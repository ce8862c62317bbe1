//! `lustre products` -- list the catalog in a colored table.

use anyhow::Result;
use comfy_table::{Cell, Color, ContentArrangement, Table, presets};
use console::style;

use lustre_core::catalog::{CatalogStore, filter_products};
use lustre_core::selection::SelectionStore;

use crate::state::AppState;

/// List catalog products, applying the optional category and search filters.
///
/// Selected products are marked in the first column. The catalog file is
/// read fresh on every invocation.
pub async fn list_products(
    state: &AppState,
    category: Option<&str>,
    search: Option<&str>,
    json: bool,
) -> Result<()> {
    let catalog = state.catalog.load().await?;
    let selection = state.selection_store.load().await?;
    let filtered = filter_products(&catalog.products, category, search);

    if json {
        println!("{}", serde_json::to_string_pretty(&filtered)?);
        return Ok(());
    }

    if filtered.is_empty() {
        println!();
        println!(
            "  {} No products match. Try another category or search term.",
            style("i").blue().bold()
        );
        println!();
        return Ok(());
    }

    let mut table = Table::new();
    table.load_preset(presets::UTF8_FULL_CONDENSED);
    table.set_content_arrangement(ContentArrangement::Dynamic);

    table.set_header(vec![
        Cell::new(""),
        Cell::new("Id").fg(Color::White),
        Cell::new("Name").fg(Color::White),
        Cell::new("Brand").fg(Color::White),
        Cell::new("Category").fg(Color::White),
        Cell::new("Description").fg(Color::White),
    ]);

    for product in &filtered {
        let mark = if selection.contains(product.id) {
            Cell::new("●").fg(Color::Green)
        } else {
            Cell::new("")
        };

        let desc = truncated(&product.description);

        table.add_row(vec![
            mark,
            Cell::new(product.id).fg(Color::DarkGrey),
            Cell::new(&product.name).fg(Color::Cyan),
            Cell::new(&product.brand),
            Cell::new(&product.category).fg(Color::Magenta),
            Cell::new(desc),
        ]);
    }

    println!();
    println!("{table}");
    println!();
    println!(
        "  {} product{}, {} selected",
        style(filtered.len()).bold(),
        if filtered.len() == 1 { "" } else { "s" },
        style(selection.len()).bold()
    );
    println!();

    Ok(())
}

/// Shorten long descriptions for the table. Counts characters, not bytes,
/// so accented catalog text never lands mid-codepoint.
fn truncated(description: &str) -> String {
    if description.chars().count() > 50 {
        let head: String = description.chars().take(47).collect();
        format!("{head}...")
    } else {
        description.to_string()
    }
}

#[cfg(test)]
mod tests {
    use super::*;

    #[test]
    fn short_description_is_untouched() {
        assert_eq!(truncated("Gentle micellar water"), "Gentle micellar water");
    }

    #[test]
    fn long_description_is_shortened_with_ellipsis() {
        let long = "a".repeat(60);
        let out = truncated(&long);
        assert_eq!(out, format!("{}...", "a".repeat(47)));
    }

    #[test]
    fn accented_description_truncates_on_char_boundary() {
        // 58 chars with an é straddling byte 47 when sliced by bytes.
        let desc = "Crème hydratante enrichie à l'huile d'argan, texture légère";
        let out = truncated(desc);
        assert_eq!(out.chars().count(), 50);
        assert!(out.ends_with("..."));
        assert!(desc.starts_with(out.trim_end_matches("...")));
    }
}
//! JSON-file catalog loader.
//!
//! Reads the catalog document (`{"products": [...]}`) from disk on every
//! call. No caching: filter operations always see the file as it currently
//! is, matching the reference behavior.

use std::path::PathBuf;

use lustre_core::catalog::CatalogStore;
use lustre_types::catalog::Catalog;
use lustre_types::error::CatalogError;

/// [`CatalogStore`] backed by a JSON file on the local filesystem.
pub struct JsonCatalog {
    path: PathBuf,
}

impl JsonCatalog {
    /// Create a loader for the catalog file at `path`.
    pub fn new(path: impl Into<PathBuf>) -> Self {
        Self { path: path.into() }
    }

    /// The catalog file path.
    pub fn path(&self) -> &std::path::Path {
        &self.path
    }
}

impl CatalogStore for JsonCatalog {
    async fn load(&self) -> Result<Catalog, CatalogError> {
        let content = tokio::fs::read_to_string(&self.path)
            .await
            .map_err(|e| CatalogError::Read(format!("{}: {e}", self.path.display())))?;

        serde_json::from_str(&content).map_err(|e| CatalogError::Parse(e.to_string()))
    }
}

+ + +

● **Exercise description**
Here the job is to transcribe the lines from the first line of the data through the line containing "catalog file is", inclusive, exactly and with nothing else.

● **Result of the exercise**
repository ce8862c62317bbe1
//! `lustre products` -- list the catalog in a colored table.

use anyhow::Result;
use comfy_table::{Cell, Color, ContentArrangement, Table, presets};
use console::style;

use lustre_core::catalog::{CatalogStore, filter_products};
use lustre_core::selection::SelectionStore;

use crate::state::AppState;

/// List catalog products, applying the optional category and search filters.
///
/// Selected products are marked in the first column. The catalog file is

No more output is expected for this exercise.